Althusser rose to prominence in the mid-1960s through the publication of his works in which he attempts to reinterpret the ideas of philosopher Karl Marx. For Marx (1969) (first published as Pour Marx in 1965 by Francois Maspero, Paris) was a collection of articles that had been previously been published in La Pen and La Nouvelle Critique and was regarded as the seminal text in the school of structuralist Marxism. Althusser viewed Marxism as a revolutionary science. While Marx, in his writings, argued that all aspects of life were dependent on the superstructure of economic production (economic determinism), Althusser believed that the foundations of societies were based on one of three processes: economic practice, politico-legal practice, and ideological practice. In the 1970 essay “Ideology and Ideological State Apparatuses: Notes toward an Investigation,” Althusser (2001) emphasizes the scientific aspects of Marxism, in particular its investigation of how societal structures determine lived experience. These structures determined history, but their importance and relationship to one another varied with circumstances. Therefore, at different times particular practices might be dominant. He also cited the existence of ideological state apparatuses, which include the family, mass media, religious institutions, and education. He suggested that these apparatuses are agents of repression and inevitable. Therefore, it is impossible to escape ideology.

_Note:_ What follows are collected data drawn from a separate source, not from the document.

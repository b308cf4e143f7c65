use rand::Rng;
use rand_distr::{Beta, Distribution};

use crate::error::{ConfigError, SimError};

/// Severities are kept off 0 and 1 so the per-contract Beta stays proper.
const SEVERITY_FLOOR: f64 = 1e-6;

/// Random inputs for one catastrophe in one category.
#[derive(Debug, Clone, PartialEq)]
pub struct PerilDraw {
    /// Category-wide severity in [0, 1).
    pub severity: f64,
    /// Per-contract damage fractions, Beta(1, 1/severity − 1) so their mean is `severity`.
    pub damages: Vec<f64>,
    /// Per-contract trigger draws; a contract is hit when below its risk factor.
    pub uniforms: Vec<f64>,
}

/// Draw a catastrophe for `affected` contracts.
///
/// Draw order is fixed: one severity, then all damages, then all
/// triggers. Replays depend on this order.
pub fn draw_peril(affected: usize, rng: &mut impl Rng) -> Result<PerilDraw, SimError> {
    let severity: f64 = rng.random();
    let damages = contract_damages(severity, affected, rng)?;
    let uniforms = (0..affected).map(|_| rng.random::<f64>()).collect();
    Ok(PerilDraw { severity, damages, uniforms })
}

/// `n` independent damage fractions around a shared category severity.
pub fn contract_damages(severity: f64, n: usize, rng: &mut impl Rng) -> Result<Vec<f64>, SimError> {
    if n == 0 {
        return Ok(Vec::new());
    }
    let s = severity.clamp(SEVERITY_FLOOR, 1.0 - SEVERITY_FLOOR);
    let dist = Beta::new(1.0, 1.0 / s - 1.0).map_err(|e| ConfigError::InvalidBounds {
        field: "severity",
        reason: format!("{severity}: {e}"),
    })?;
    Ok((0..n).map(|_| dist.sample(rng)).collect())
}

#[cfg(test)]
mod tests {
    use rand::SeedableRng;
    use rand_chacha::ChaCha20Rng;

    use super::*;

    fn rng() -> ChaCha20Rng {
        ChaCha20Rng::seed_from_u64(42)
    }

    /// Beta(1, 1/s − 1) has mean s; 10k samples at s = 0.3 land within ±0.02.
    #[test]
    fn contract_damage_mean_tracks_severity() {
        let mut rng = rng();
        let samples = contract_damages(0.3, 10_000, &mut rng).unwrap();
        let mean = samples.iter().sum::<f64>() / samples.len() as f64;
        assert!((mean - 0.3).abs() < 0.02, "mean damage {mean:.4} far from severity 0.3");
        assert!(samples.iter().all(|d| (0.0..=1.0).contains(d)));
    }

    /// Higher severity shifts the whole damage distribution up.
    #[test]
    fn higher_severity_means_higher_damage() {
        let mut rng = rng();
        let low = contract_damages(0.1, 5_000, &mut rng).unwrap();
        let high = contract_damages(0.8, 5_000, &mut rng).unwrap();
        let mean = |v: &[f64]| v.iter().sum::<f64>() / v.len() as f64;
        assert!(mean(&high) > mean(&low) + 0.5);
    }

    #[test]
    fn extreme_severities_are_tamed() {
        let mut rng = rng();
        assert_eq!(contract_damages(0.0, 3, &mut rng).unwrap().len(), 3);
        assert_eq!(contract_damages(1.0, 3, &mut rng).unwrap().len(), 3);
    }

    #[test]
    fn peril_draw_sizes_match_affected_contracts() {
        let draw = draw_peril(17, &mut rng()).unwrap();
        assert!((0.0..1.0).contains(&draw.severity));
        assert_eq!(draw.damages.len(), 17);
        assert_eq!(draw.uniforms.len(), 17);
    }

    /// No contracts affected still consumes exactly one draw (the severity).
    #[test]
    fn empty_peril_consumes_one_draw() {
        let mut a = rng();
        let mut b = rng();
        draw_peril(0, &mut a).unwrap();
        let _: f64 = b.random();
        assert_eq!(a.random::<u64>(), b.random::<u64>());
    }

    #[test]
    fn same_seed_same_draw() {
        assert_eq!(draw_peril(50, &mut rng()).unwrap(), draw_peril(50, &mut rng()).unwrap());
    }
}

Althusser contended that there were differences between the “young” and the “mature” Marx, that what he called an “epistemological break” had taken place in the 1840s, and that the mature Marx was more “scientific” than he had been as a younger writer. Althusser believed that Marx had been misunderstood because his work had been considered as a whole, rather than as the product of distinct intellectual periods. However, Althusser would later backtrack on the timing of this break in Marx’s work. In his 1969 essay “Preface to Capital Volume One,” Althusser (2001) concedes that the scientific approach is only found in the Critique of the Gotha Programme, which Marx wrote in 1875. Later, in 1976’s “Elements of Self Criticism,” Althusser suggested that this “break” was a process rather than a clearly defined event. Another work in a similar vein was Lire le Capital, a collection of essays by Althusser and some of his students published in 1965, based on a seminar about Marx’s Das Kapital conducted by Althusser at the ENS.

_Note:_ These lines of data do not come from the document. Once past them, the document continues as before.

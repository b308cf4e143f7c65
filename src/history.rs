use std::fs::File;
use std::io::{BufWriter, Write};

use serde::{Deserialize, Serialize};

use crate::error::SimError;
use crate::types::Tick;

/// Market aggregates at the end of one tick.
#[derive(Debug, Clone, PartialEq, Serialize, Deserialize)]
pub struct TickRecord {
    pub tick: Tick,
    pub insurer_cash: f64,
    pub insurer_contracts: usize,
    pub insurers_operational: usize,
    pub reinsurer_cash: f64,
    pub reinsurer_contracts: usize,
    pub reinsurers_operational: usize,
    pub catbonds: usize,
    pub market_premium: f64,
    pub reinsurance_market_premium: f64,
    /// Catastrophes fired since the start of the run.
    pub catastrophes: u64,
}

#[derive(Debug, Clone, Default, PartialEq, Serialize, Deserialize)]
pub struct History {
    pub records: Vec<TickRecord>,
}

/// End-of-run summary for console output.
#[derive(Debug, Clone, PartialEq)]
pub struct RunSummary {
    pub ticks: usize,
    pub catastrophes: u64,
    pub insurers_operational: usize,
    pub reinsurers_operational: usize,
    pub final_insurer_cash: f64,
    pub final_reinsurer_cash: f64,
    /// Lowest count of operational insurers seen in any tick.
    pub min_insurers_operational: usize,
    pub peak_catbonds: usize,
}

impl History {
    pub fn push(&mut self, record: TickRecord) {
        self.records.push(record);
    }

    pub fn len(&self) -> usize {
        self.records.len()
    }

    pub fn is_empty(&self) -> bool {
        self.records.is_empty()
    }

    pub fn last(&self) -> Option<&TickRecord> {
        self.records.last()
    }

    pub fn summary(&self) -> Option<RunSummary> {
        let last = self.records.last()?;
        Some(RunSummary {
            ticks: self.records.len(),
            catastrophes: last.catastrophes,
            insurers_operational: last.insurers_operational,
            reinsurers_operational: last.reinsurers_operational,
            final_insurer_cash: last.insurer_cash,
            final_reinsurer_cash: last.reinsurer_cash,
            min_insurers_operational: self.records.iter().map(|r| r.insurers_operational).min().unwrap_or(0),
            peak_catbonds: self.records.iter().map(|r| r.catbonds).max().unwrap_or(0),
        })
    }

    /// One row per tick, header first.
    pub fn write_csv(&self, path: &str) -> Result<(), SimError> {
        let io_err = |source| SimError::Io { path: path.to_string(), source };
        let file = File::create(path).map_err(io_err)?;
        let mut w = BufWriter::new(file);
        self.write_rows(&mut w).map_err(io_err)?;
        w.flush().map_err(io_err)
    }

    fn write_rows(&self, w: &mut impl Write) -> std::io::Result<()> {
        writeln!(
            w,
            "tick,insurer_cash,insurer_contracts,insurers_operational,reinsurer_cash,reinsurer_contracts,reinsurers_operational,catbonds,market_premium,reinsurance_market_premium,catastrophes"
        )?;
        for r in &self.records {
            writeln!(
                w,
                "{},{:.6},{},{},{:.6},{},{},{},{:.8},{:.8},{}",
                r.tick.0,
                r.insurer_cash,
                r.insurer_contracts,
                r.insurers_operational,
                r.reinsurer_cash,
                r.reinsurer_contracts,
                r.reinsurers_operational,
                r.catbonds,
                r.market_premium,
                r.reinsurance_market_premium,
                r.catastrophes,
            )?;
        }
        Ok(())
    }
}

Althusser’s career essentially came to an end in 1980 when he murdered his wife, Helene. He was declared unfit to stand trial and was institutionalized until 1983. During the last years of his life, Athusser wrote two versions of his autobiography, Les Faits (The Facts) and L’Avenir dure Longtemps (The Future Lasts a Long Time), which were published posthumously in 1992 as a single volume: The Future Lasts Forever: A Memoir.

Bibliography:

  1. Althusser, Louis. For Marx, translated by Ben Brewster. London: Penguin, 1969.
  2. “Elements of Self-Criticism.” In Essays in Self-Criticism, translated by Grahame Lock, 101–162. London: New Left, 1976.
  3. The Future Lasts Forever: A Memoir, edited by Oliver Corpet and Yann Moulier Boutang, translated by Richard Veasey. New York: New Press, 1993.
  4. “Ideology and Ideological State Apparatuses: Notes toward an Investigation.” In The Norton Anthology of Theory and Criticism, edited by Vincent B. Leitch, 1483–1509. New York: Norton, 2001.
  5. “Preface to Capital Volume One.” In Lenin and Philosophy and Other Essays. New York: Monthly Review Press, 2001.
  6. Althusser, Louis, and Etienne Balibar. Lier le Capital. Paris: François Maspero, 1965.
  7. Elliott, Gregory. Althusser:The Detour of Theory. New York:Verso, 1987.
  8. Ferretter, Luke. Louis Althusser. Routledge Critical Thinkers. London: Routledge, 2006.
  9. Montag,Warren. Louis Althusser. Hampshire, U.K.: Palgrave Macmillan, 2003.
  10. Resch, Robert Paul. Althusser and the Renewal of Marxist Social Theory. Berkeley: University of California Press, 1992.
  11. Smith, Steven B. Reading Althusser: An Essay on Structural Marxism. Ithaca, N.Y.: Cornell University Press, 1984.